Lady Baverstoke had spent England’s Finest Hour stockpiling sufficient sugar and sherry to last a thousand years. By The End of the Beginning she was the dedicated enemy of the ARP, the WVS and the Captain of the local Home Guard, to that list she could now add GIs. However, it seemed that the Americans were shortly to be foisted on the deserving French and Lady Baverstoke, sugar and sherry supplies still holding out, felt quite able to do a little fundraising in aid of the victory that must surely be at hand. Putting on a play had struck her as a means of putting her drawing room to a use that was both patriotic and elegant. Surprisingly she had found a ferocious ally in the vicar’s wife, Mrs Emma Houghton. No one could have accused Mrs Houghton of having a quiet war. She had billeted evacuees, rolled bandages, knitted balaclavas and had sent exhausted survivors of Dunkirk on their way armed with strong tea and tart jam sandwiches. And she sat on committees.

  That Lady Baverstoke had never sat on a committee with Mrs Houghton before was proof of her powerful, if latent, political instinct. Furthermore, realising that it is much easier to steer a committee from below than to order it from above, she had helped elect Mrs Houghton to be president of the newly formed Amateur Dramatics Committee.

  Something very English, the committee felt, would be desirable in the circumstances. Someone promptly suggested Shakespeare. Someone else, perhaps not without a touch of malice, suggested Henry V and the possibility of involving local evacuees. Lady Baverstoke was not the only person with visions of these willing little extras re-enacting the battle of Agincourt through her drawing room. Some kind soul pointed out that the imminent film, with its rather superior resources made a play rather unnecessary just now. No one could remember just who it had been who suggested Jane Austen but everyone, without quite explaining how, felt that she struck the right note; highbrow but not too difficult to understand, obviously. Very English, of course, and perfect for acting in a large drawing room.
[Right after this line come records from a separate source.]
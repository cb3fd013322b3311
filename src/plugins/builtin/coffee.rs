//! `coffee`: serves a random coffee to a nick.

use rand::seq::SliceRandom;

use crate::error::PluginError;
use crate::plugins::{Plugin, PluginSender};
use crate::storage::ModuleDescriptor;

pub const COFFEE_TYPES: &[&str] = &[
    "Espresso",
    "Cappuccino",
    "Latte",
    "Mocha",
    "Americano",
    "Macchiato",
    "Flat White",
    "Irish Coffee",
    "Turkish Coffee",
    "Vienna Coffee",
    "Cortado",
    "Ristretto",
    "Doppio",
    "Lungo",
    "Affogato",
];

pub struct Coffee {
    sender: PluginSender,
}

pub fn construct(_descriptor: &ModuleDescriptor, sender: PluginSender) -> Result<Box<dyn Plugin>, PluginError> {
    Ok(Box::new(Coffee { sender }))
}

impl Plugin for Coffee {
    fn handle_command(&mut self, command: &str, args: &[String], channel: &str, user: &str) -> Result<(), PluginError> {
        let Some(target) = args.first() else {
            return self
                .sender
                .send(channel, &format!("{user}: Usage: !{command} <nick>"));
        };
        let kind = COFFEE_TYPES
            .choose(&mut rand::thread_rng())
            .copied()
            .unwrap_or("Espresso");
        self.sender.send(channel, &format!("brews a hot {kind} for {target}!"))
    }
}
  Getting enough men for the play had been a problem; nothing but Christian fortitude, patriotic duty and fear of his wife would have made the Reverend Gerald Houghton take to the stage as Mr Bennet. He could now be observed getting in to character for the Netherfield ball scene by showing the greatest possible reluctance. His wife’s glance swept proprietarily over the cast as the Bennet girls trooped in.

  ‘Lizzy!’ admonished Mrs Bennet, ‘wipe that lipstick off. It’s far too bright anyway, not right for the period at all.’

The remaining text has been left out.